**TASK INPUTS:**
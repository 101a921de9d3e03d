//! Property tests over arbitrary click sequences.

use proptest::prelude::*;
use tictactoe_engine::invariants::{EngineInvariants, InvariantSet};
use tictactoe_engine::{GameEngine, GameMode, GameStatus, Player, Square, rules};

proptest! {
    #[test]
    fn cells_are_written_at_most_once(clicks in prop::collection::vec(0usize..12, 0..40)) {
        let mut engine = GameEngine::with_seed(GameMode::TwoPlayer, 0);
        let mut first_mark: [Option<Square>; 9] = [None; 9];

        for index in clicks {
            let _ = engine.place_index(index);
            for (cell, square) in engine.board().squares().iter().enumerate() {
                if *square == Square::Empty {
                    prop_assert!(first_mark[cell].is_none());
                } else {
                    let seen = *first_mark[cell].get_or_insert(*square);
                    prop_assert_eq!(seen, *square);
                }
            }
        }
    }

    #[test]
    fn turn_follows_parity_while_running(clicks in prop::collection::vec(0usize..9, 0..20)) {
        let mut engine = GameEngine::with_seed(GameMode::TwoPlayer, 0);
        for index in clicks {
            let _ = engine.place_index(index);
            if *engine.status() == GameStatus::InProgress {
                let expected = if engine.history().len() % 2 == 0 { Player::X } else { Player::O };
                prop_assert_eq!(engine.current_player(), expected);
            }
        }
    }

    #[test]
    fn stored_status_matches_rules(clicks in prop::collection::vec(0usize..9, 0..20)) {
        let mut engine = GameEngine::with_seed(GameMode::TwoPlayer, 0);
        for index in clicks {
            let _ = engine.place_index(index);
            prop_assert_eq!(*engine.status(), rules::evaluate(engine.board()));
            prop_assert!(EngineInvariants::check_all(&engine).is_ok());
        }
    }

    #[test]
    fn scores_never_decrease_without_full_reset(
        games in prop::collection::vec(prop::collection::vec(0usize..9, 0..12), 1..6),
        seed in any::<u64>(),
    ) {
        let mut engine = GameEngine::with_seed(GameMode::VsComputer, seed);
        let mut last = *engine.scores();
        for clicks in games {
            for index in clicks {
                let _ = engine.place_index(index);
                engine.computer_move();
                let now = *engine.scores();
                prop_assert!(now.x() >= last.x() && now.o() >= last.o());
                last = now;
            }
            engine.reset_board();
        }
    }
}
//! First-class invariants for the game engine.
//!
//! Invariants are logical properties that must hold after every accepted
//! placement. The engine checks them in debug builds; tests check them
//! directly.

pub mod alternating_turn;
pub mod history_consistent;
pub mod monotonic_board;

pub use alternating_turn::AlternatingTurnInvariant;
pub use history_consistent::HistoryConsistentInvariant;
pub use monotonic_board::MonotonicBoardInvariant;

/// A logical property that must hold for a given state.
pub trait Invariant<S> {
    /// Checks if the invariant holds for the given state.
    fn holds(state: &S) -> bool;

    /// Human-readable description of the invariant.
    fn description() -> &'static str;
}

/// Violation of an invariant.
#[derive(Debug, Clone, PartialEq, Eq, derive_more::Display)]
#[display("{}", description)]
pub struct InvariantViolation {
    /// Description of the violated invariant.
    pub description: String,
}

impl InvariantViolation {
    /// Creates a new invariant violation.
    pub fn new(description: impl Into<String>) -> Self {
        Self {
            description: description.into(),
        }
    }
}

/// A set of invariants that can be checked together.
///
/// Implemented for tuples of [`Invariant`]s.
pub trait InvariantSet<S> {
    /// Checks all invariants in the set, collecting every violation.
    fn check_all(state: &S) -> Result<(), Vec<InvariantViolation>>;
}

fn check_one<S, I: Invariant<S>>(state: &S, violations: &mut Vec<InvariantViolation>) {
    if !I::holds(state) {
        violations.push(InvariantViolation::new(I::description()));
    }
}

impl<S, I1, I2> InvariantSet<S> for (I1, I2)
where
    I1: Invariant<S>,
    I2: Invariant<S>,
{
    fn check_all(state: &S) -> Result<(), Vec<InvariantViolation>> {
        let mut violations = Vec::new();
        check_one::<S, I1>(state, &mut violations);
        check_one::<S, I2>(state, &mut violations);
        if violations.is_empty() { Ok(()) } else { Err(violations) }
    }
}

impl<S, I1, I2, I3> InvariantSet<S> for (I1, I2, I3)
where
    I1: Invariant<S>,
    I2: Invariant<S>,
    I3: Invariant<S>,
{
    fn check_all(state: &S) -> Result<(), Vec<InvariantViolation>> {
        let mut violations = Vec::new();
        check_one::<S, I1>(state, &mut violations);
        check_one::<S, I2>(state, &mut violations);
        check_one::<S, I3>(state, &mut violations);
        if violations.is_empty() { Ok(()) } else { Err(violations) }
    }
}

/// Every engine invariant as a composable set.
pub type EngineInvariants = (
    MonotonicBoardInvariant,
    AlternatingTurnInvariant,
    HistoryConsistentInvariant,
);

**ABOUT THIS TASK:** From the records above, extract exactly and only the lines that begin at the line with "engine.computer_move();" and stop after the line with "new invariant violation.".

**REPLY:**
                engine.computer_move();
                let now = *engine.scores();
                prop_assert!(now.x() >= last.x() && now.o() >= last.o());
                last = now;
            }
            engine.reset_board();
        }
    }
}
//! First-class invariants for the game engine.
//!
//! Invariants are logical properties that must hold after every accepted
//! placement. The engine checks them in debug builds; tests check them
//! directly.

pub mod alternating_turn;
pub mod history_consistent;
pub mod monotonic_board;

pub use alternating_turn::AlternatingTurnInvariant;
pub use history_consistent::HistoryConsistentInvariant;
pub use monotonic_board::MonotonicBoardInvariant;

/// A logical property that must hold for a given state.
pub trait Invariant<S> {
    /// Checks if the invariant holds for the given state.
    fn holds(state: &S) -> bool;

    /// Human-readable description of the invariant.
    fn description() -> &'static str;
}

/// Violation of an invariant.
#[derive(Debug, Clone, PartialEq, Eq, derive_more::Display)]
#[display("{}", description)]
pub struct InvariantViolation {
    /// Description of the violated invariant.
    pub description: String,
}

impl InvariantViolation {
    /// Creates a new invariant violation.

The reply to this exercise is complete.